Forced-choice format of the APPLES questionnaire.

APPLES original version with Likert-type response options.
Version 1 is the forced-choice type, where students had to choose up to five reasons for studying engineering. Version 2 is the original Likert-type scale, where a respondent could indicate that the option was not a reason, a minimal reason, a moderate or a major reason for studying engineering. Most respondents answered the forced-choice version of the assessment, but a randomly selected subsample (n = 221) received the original Likert version for comparison.
Sample
The APPLES questionnaires were administered online via Qualtrics and completed by 1089 first-year South African engineering students who participated in a broader study on student success (Inglis et al., 2022; Inglis & Simpson, 2023). There were more male (71%) than female respondents; almost two-thirds of the respondents were White (58%), followed by African (26%) and other ethnicities such Indian or Mixed race (16%). Most students had a family member who had attended university (81%), and the average age was 19. The sample size is adequate as 68% of first-year students responded to the survey and allowed their data to be used for research purposes. I intend to use non-parametric statistics in future analyses to detect differences in response patterns. Non-parametric tests have fewer assumptions, and my large sample size should enhance the detection of effect sizes and significance. The responses are interdependent, and choosing one option might influence one’s choice to select another, but the large sample size should help account for this. Sample size recommendations for Rasch Analysis suggest that complex models require larger sample sizes for stability (Linacre, 1994), and the forced-choice nature of the ipsative data increases the complexity. Studies of Rasch parameter stability suggest that sample sizes larger than 250 are adequate for 15 items (Chen et al., 2014).

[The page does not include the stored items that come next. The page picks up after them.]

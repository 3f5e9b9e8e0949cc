//! Telegram bot channel.

use super::{check_status, ChannelError, NotificationChannel};
use crate::templates::{render_chat, TemplateData, TemplateKey};
use async_trait::async_trait;
use sentinel_core::config::TelegramConfig;
use sentinel_core::types::ChannelKind;
use tracing::debug;

const TELEGRAM_API: &str = "https://api.telegram.org";

/// Sends alerts through the Telegram Bot API `sendMessage` method.
#[derive(Debug, Clone)]
pub struct TelegramChannel {
    http_client: reqwest::Client,
    api_base: String,
    bot_token: String,
    chat_id: String,
}

impl TelegramChannel {
    pub fn new(http_client: reqwest::Client, config: TelegramConfig) -> Self {
        Self {
            http_client,
            api_base: TELEGRAM_API.to_string(),
            bot_token: config.bot_token,
            chat_id: config.chat_id,
        }
    }

    /// Point the channel at a different API host.
    pub fn with_api_base(mut self, api_base: impl Into<String>) -> Self {
        self.api_base = api_base.into();
        self
    }
}

fn escape_html(text: &str) -> String {
    text.replace('&', "&amp;")
        .replace('<', "&lt;")
        .replace('>', "&gt;")
}

#[async_trait]
impl NotificationChannel for TelegramChannel {
    fn kind(&self) -> ChannelKind {
        ChannelKind::Telegram
    }

    async fn send(&self, template: TemplateKey, data: &TemplateData) -> Result<(), ChannelError> {
        let rendered = render_chat(template, data);
        let text = format!(
            "<b>{}</b>\n{}",
            escape_html(&rendered.title),
            escape_html(&rendered.text.replace('*', ""))
        );
        let url = format!("{}/bot{}/sendMessage", self.api_base, self.bot_token);

        let response = self
            .http_client
            .post(&url)
            .json(&serde_json::json!({
                "chat_id": self.chat_id,
                "text": text,
                "parse_mode": "HTML"
            }))
            .send()
            .await?;
        check_status(&response)?;

        debug!(alert_id = %data.alert_id, "Sent Telegram alert");
        Ok(())
    }
}
//! Configuration management subsystem.
//!
//! # Data Flow
//! ```text
//! config file (TOML)
//!     → loader.rs (parse & deserialize)
//!     → validation.rs (semantic checks)
//!     → ClientConfig (validated)
//!     → ClientConfig::connection_config() → ConnectionConfig (runtime options)
//! ```
//!
//! # Design Decisions
//! - Config is immutable once a connection is constructed
//! - All fields have defaults to allow minimal configs
//! - Validation separates syntactic (serde) from semantic checks

pub mod loader;
pub mod schema;
pub mod validation;

pub use loader::{load_config, parse_config, ConfigError};
pub use schema::ClientConfig;
pub use schema::{BackoffStrategy, HeartbeatConfig, ObservabilityConfig, ReconnectConfig};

The Rasch Rating Scale Model (R.S.M.)
The Rasch Rating Scale (R.S.M.) model was designed to analyze survey-type data where the same response options are present, using the Rasch logic of comparing a person’s ability to item endorsability (Andrich, 2016). The R.S.M. is uniquely suited to analyzing survey data, especially ipsative data, as each option is evaluated in relation to the other, effectively handling the nature of the comparisons (Engelhard, 2013; Rost, 2001; Vidotto et al., 2018). The R.S.M. comparisons consider the options’ interdependencies rather than evaluating items in isolation. The Rasch model also transforms raw scores into logic, a logarithmic scale that converts ordinal data into actual interval scale data. The logit scale can range from negative to positive infinity (although most applications see values within about −3 to +3) (Bond et al., 2021; W. J. Boone et al., 2014). The mean item location is usually set to zero logits as part of the estimation process, and the Standard Deviation (S.D.) is sample-specific.
Data Analysis
I applied the Rasch dichotomous model using Winsteps© 5.4.0.0 (Linacre, 2023a). SPSS version 28 was used to generate descriptive statistics and compare dimensions with non-parametric statistics (IBM, 2023). Every question was conceptualized as an option. Students were required to select their most relevant 5 of 15 statements and scored 1 for selected or 0 if not chosen. The six dimensions were treated as distinct, and items were analyzed separately in Winsteps to produce the item statistics. Rasch statistics examined include the Wright map, item reliability and differential item functioning (DIF). Cronbach’s alpha was calculated for the sub-sample who answered the original version of the questionnaire (Likert-type). The reliability and validity of the motivation dimensions were examined via five aspects of measurement:
Do items fit the Rasch model? The criteria used were infit and outfit mean square statistics (MSQ) to find items which significantly misfit the model, and if items had outfit or infit values higher than 1.5, they were investigated (Combrinck, 2020; Linacre, 2002). The point-measure correlation (PTMA) was assessed for the Likert-type data, and a positive correlation is expected as items should correlate with one another and the underlying construct. Negative correlations would require further investigation as this could indicate items that should have been reversed scored or that are not behaving as expected (Linacre, 2023b). Some authors offer guidelines such as 0.30 to 0.70 as a range for the PTMA (Allen & Yen, 2002). Wright (1992) emphasized that eliminating items based on low correlations could remove necessarily easy or difficult items that form part of the construct. The current analysis only investigated the positive nature of correlations.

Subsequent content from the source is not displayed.